There's a bunch of ITS info that I dropped, as well as the same
redistributor and LPI property table block for each of the 288 CPUs.

/proc/interrupts is much too big to paste here, but it looks like the
QSPI interrupts now end up evenly distributed across the first 72 CPUs
in this system. Not sure why 72, but possibly because this is a 4 NUMA
node system with 72 CPUs each, so the CPU mask might've been restricted
to just the first node.
It could well be that your firmware sets GICR_CTLR.DPG1NS on the 3
other nodes, and the patch I gave you doesn't try to change that.
Check with [1], which does the right thing on that front (it fixed a
similar problem on my slightly more modest 12 CPU machine).
On the face of it this looks quite promising. Where do we go from here?
For a start, you really should consider sending me one of these
machines. I have plans for it ;-)
Any areas that we need to test more exhaustively to see if this breaks?
CPU hotplug is the main area of concern, and I'm pretty sure it breaks
this distribution mechanism (or the other way around). Another thing
is that if firmware isn't aware that 1:N interrupts can (or should)
wake-up a CPU from sleep, bad things will happen.

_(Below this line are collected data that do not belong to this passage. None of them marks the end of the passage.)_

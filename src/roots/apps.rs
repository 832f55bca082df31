//! Console apps: Home, Live TV and the installed App/Game partition

use async_trait::async_trait;
use std::collections::HashMap;
use std::sync::Arc;

use crate::browse::{BrowseNode, DepthSchema, Level, MediaClass, NodePath, RootKind, RootResolver};
use crate::catalog::apps::{HOME_PRODUCT_ID, LIVE_TV_PRODUCT_ID};
use crate::catalog::{AppCatalog, AppCategory, InstalledApp};
use crate::error::BrowseError;
use crate::roots::upstream;

/// Ids the console launches directly
pub const HOME_ID: &str = "Home";
pub const LIVE_TV_ID: &str = "TV";

const APP_LEVELS: &[Level] = &[Level::new("categories", 0), Level::new("installed", 1)];
static APP_SCHEMA: DepthSchema = DepthSchema::new(APP_LEVELS);

fn content_kind(category: AppCategory) -> &'static str {
    match category {
        AppCategory::App => "app",
        AppCategory::Game => "game",
    }
}

fn media_class(category: AppCategory) -> MediaClass {
    match category {
        AppCategory::App => MediaClass::App,
        AppCategory::Game => MediaClass::Game,
    }
}

pub struct AppsRoot {
    catalog: Arc<dyn AppCatalog>,
    title: String,
}

impl AppsRoot {
    pub fn new(catalog: Arc<dyn AppCatalog>) -> Self {
        Self {
            catalog,
            title: RootKind::Apps.default_title().to_string(),
        }
    }

    pub fn with_title(mut self, title: impl Into<String>) -> Self {
        self.title = title.into();
        self
    }

    /// Thumbnails keyed by product id, for whichever products the catalog knows
    async fn thumbnails(
        &self,
        path: &NodePath,
        product_ids: Vec<String>,
    ) -> Result<HashMap<String, String>, BrowseError> {
        if product_ids.is_empty() {
            return Ok(HashMap::new());
        }
        let products = self
            .catalog
            .products(&product_ids)
            .await
            .map_err(upstream(path))?;

        Ok(products
            .into_iter()
            .filter_map(|product| {
                let thumbnail = product.thumbnail()?;
                Some((product.product_id, thumbnail))
            })
            .collect())
    }

    async fn categories(&self, path: &NodePath) -> Result<BrowseNode, BrowseError> {
        let prefix = RootKind::Apps.prefix();
        let installed = self
            .catalog
            .installed_apps()
            .await
            .map_err(upstream(path))?;
        let live_tv = self.catalog.supports_live_tv();

        let mut product_ids = vec![HOME_PRODUCT_ID.to_string()];
        if live_tv {
            product_ids.push(LIVE_TV_PRODUCT_ID.to_string());
        }
        let mut thumbnails = self.thumbnails(path, product_ids).await?;

        let mut children = vec![BrowseNode::leaf("Home", HOME_ID, MediaClass::App, "app")
            .with_thumbnail(thumbnails.remove(HOME_PRODUCT_ID))];
        if live_tv {
            children.push(
                BrowseNode::leaf("Live TV", LIVE_TV_ID, MediaClass::App, "app")
                    .with_thumbnail(thumbnails.remove(LIVE_TV_PRODUCT_ID)),
            );
        }

        children.extend(
            AppCategory::ALL
                .into_iter()
                .filter(|category| installed.iter().any(|app| app.category == *category))
                .map(|category| {
                    let id = APP_SCHEMA.encode(prefix, &[category.as_str()]);
                    BrowseNode::directory(
                        category.as_str(),
                        id,
                        MediaClass::Directory,
                        content_kind(category),
                    )
                }),
        );

        Ok(BrowseNode::directory(&self.title, prefix, MediaClass::Directory, "app")
            .with_children(children))
    }

    async fn installed(&self, path: &NodePath) -> Result<BrowseNode, BrowseError> {
        let category =
            AppCategory::parse(path.require(0)?).ok_or_else(|| BrowseError::not_found(&path.node_id))?;

        let apps: Vec<InstalledApp> = self
            .catalog
            .installed_apps()
            .await
            .map_err(upstream(path))?
            .into_iter()
            .filter(|app| app.category == category)
            .collect();

        let ids = apps.iter().map(|app| app.product_id.clone()).collect();
        let mut thumbnails = self.thumbnails(path, ids).await?;

        let children = apps
            .into_iter()
            .map(|app| {
                let thumbnail = thumbnails.remove(&app.product_id);
                BrowseNode::leaf(app.name, app.product_id, media_class(category), content_kind(category))
                    .with_thumbnail(thumbnail)
            })
            .collect();

        Ok(BrowseNode::directory(
            category.as_str(),
            &path.node_id,
            MediaClass::Directory,
            content_kind(category),
        )
        .with_children(children))
    }
}

#[async_trait]
impl RootResolver for AppsRoot {
    fn kind(&self) -> RootKind {
        RootKind::Apps
    }

    fn schema(&self) -> &DepthSchema {
        &APP_SCHEMA
    }

    fn title(&self) -> &str {
        &self.title
    }

    async fn resolve(&self, path: &NodePath) -> Result<BrowseNode, BrowseError> {
        match path.level {
            0 => self.categories(path).await,
            _ => self.installed(path).await,
        }
    }
}
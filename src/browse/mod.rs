//! Media browse tree: node model, id codec, depth schemas and the builder

pub mod builder;
pub mod group;
pub mod node;
pub mod node_id;
pub mod root;
pub mod schema;

pub use builder::{RootResolver, TreeBuilder};
pub use group::group_by;
pub use node::{BrowseNode, MediaClass};
pub use node_id::{is_root, NodeIdScheme, ROOT_ID};
pub use root::RootKind;
pub use schema::{DepthSchema, Level, NodePath};
//! AIS Media Browser
//!
//! Turns vendor media catalogs into a lazily expanded navigation tree with
//! stable, path-encoded node ids.
//!
//! This library provides:
//! - The browse tree builder: root routing, depth schemas and node id codec
//! - Catalog gateways for the AIS cloud (radio, podcasts), an audiobook
//!   library and the TuneIn OPML directory, plus a console app catalog trait
//! - Wire-format parsers for cloud JSON, RSS and OPML
//! - An HTTP API exposing `GET /browse` (server feature)

#[cfg(feature = "server")]
pub mod api;
pub mod browse;
pub mod catalog;
pub mod config;
pub mod error;
pub mod parse;
pub mod roots;
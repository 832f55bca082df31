//! Mock audiobook library
//!
//! Simulates the flat list at /api/audiobooks/ and per-book detail at
//! /api/books/{slug}/.

use axum::{
    extract::{Path, State},
    http::StatusCode,
    response::IntoResponse,
    routing::get,
    Json, Router,
};
use serde_json::{json, Value};
use std::collections::HashMap;
use std::net::SocketAddr;
use std::sync::atomic::{AtomicUsize, Ordering};
use std::sync::Arc;
use tokio::net::TcpListener;
use tokio::sync::RwLock;
use tokio::task::JoinHandle;

/// Mock book record
#[derive(Debug, Clone)]
pub struct MockBook {
    pub slug: String,
    pub title: String,
    pub author: String,
    /// (name, url, type)
    pub media: Vec<(String, String, String)>,
}

impl MockBook {
    pub fn new(slug: &str, title: &str, author: &str) -> Self {
        Self {
            slug: slug.to_string(),
            title: title.to_string(),
            author: author.to_string(),
            media: Vec::new(),
        }
    }

    pub fn with_media(mut self, name: &str, url: &str, kind: &str) -> Self {
        self.media
            .push((name.to_string(), url.to_string(), kind.to_string()));
        self
    }
}

#[derive(Default)]
struct MockLibraryState {
    books: Vec<MockBook>,
}

#[derive(Clone)]
struct AppState {
    inner: Arc<RwLock<MockLibraryState>>,
    addr: SocketAddr,
    list_requests: Arc<AtomicUsize>,
}

/// Mock audiobook library server
pub struct MockAudioBooksServer {
    addr: SocketAddr,
    state: Arc<RwLock<MockLibraryState>>,
    list_requests: Arc<AtomicUsize>,
    handle: JoinHandle<()>,
}

impl MockAudioBooksServer {
    /// Start a mock library on a random port
    pub async fn start() -> Self {
        let state = Arc::new(RwLock::new(MockLibraryState::default()));
        let list_requests = Arc::new(AtomicUsize::new(0));

        let listener = TcpListener::bind("127.0.0.1:0").await.unwrap();
        let addr = listener.local_addr().unwrap();

        let app = Router::new()
            .route("/api/audiobooks/", get(handle_list))
            .route("/api/books/{slug}/", get(handle_book))
            .with_state(AppState {
                inner: state.clone(),
                addr,
                list_requests: list_requests.clone(),
            });

        let handle = tokio::spawn(async move {
            axum::serve(listener, app).await.unwrap();
        });

        Self {
            addr,
            state,
            list_requests,
            handle,
        }
    }

    /// Get the server address
    pub fn addr(&self) -> SocketAddr {
        self.addr
    }

    pub fn base_url(&self) -> String {
        format!("http://{}/api/", self.addr)
    }

    pub fn book_url(&self, slug: &str) -> String {
        book_url(self.addr, slug)
    }

    /// Number of times the flat list was fetched
    pub fn list_requests(&self) -> usize {
        self.list_requests.load(Ordering::SeqCst)
    }

    pub async fn add_book(&self, book: MockBook) {
        let mut state = self.state.write().await;
        state.books.push(book);
    }

    /// Stop the server
    pub async fn stop(self) {
        self.handle.abort();
    }
}

fn book_url(addr: SocketAddr, slug: &str) -> String {
    format!("http://{}/api/books/{}/", addr, slug)
}

fn cover(slug: &str) -> String {
    format!("http://img/{}.jpg", slug)
}

async fn handle_list(State(state): State<AppState>) -> Json<Value> {
    state.list_requests.fetch_add(1, Ordering::SeqCst);
    let inner = state.inner.read().await;
    let books: Vec<Value> = inner
        .books
        .iter()
        .map(|book| {
            json!({
                "kind": "Liryka",
                "title": book.title,
                "author": book.author,
                "href": book_url(state.addr, &book.slug),
                "cover_thumb": cover(&book.slug),
            })
        })
        .collect();
    Json(Value::Array(books))
}

async fn handle_book(State(state): State<AppState>, Path(slug): Path<String>) -> impl IntoResponse {
    let inner = state.inner.read().await;
    let Some(book) = inner.books.iter().find(|b| b.slug == slug) else {
        return StatusCode::NOT_FOUND.into_response();
    };

    let media: Vec<Value> = book
        .media
        .iter()
        .map(|(name, url, kind)| json!({ "name": name, "url": url, "type": kind }))
        .collect();
    Json(json!({
        "title": book.title,
        "cover_thumb": cover(&book.slug),
        "media": media,
    }))
    .into_response()
}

Given that nobody
uses 1:N, you can bet that any bit of privileged SW (TF-A,
hypervisors) is likely to be buggy (I've already spotted bugs in KVM
around this).

The other concern is the shape of the API we would expose to drivers,
because I'm not sure we want this sort of "scatter-gun" approach for
all SPIs, and I don't know how that translates to other architectures.

Thomas should probably weight in here.

Thanks,

	M.

[1] https://git.kernel.org/pub/scm/linux/kernel/git/maz/arm-platforms.git/commit/?h=irq/gicv3-1ofN&id=5856e2eb479fc41ea60e76440f768079a1a21a36

-- 
Without deviation from the norm, progress is not possible.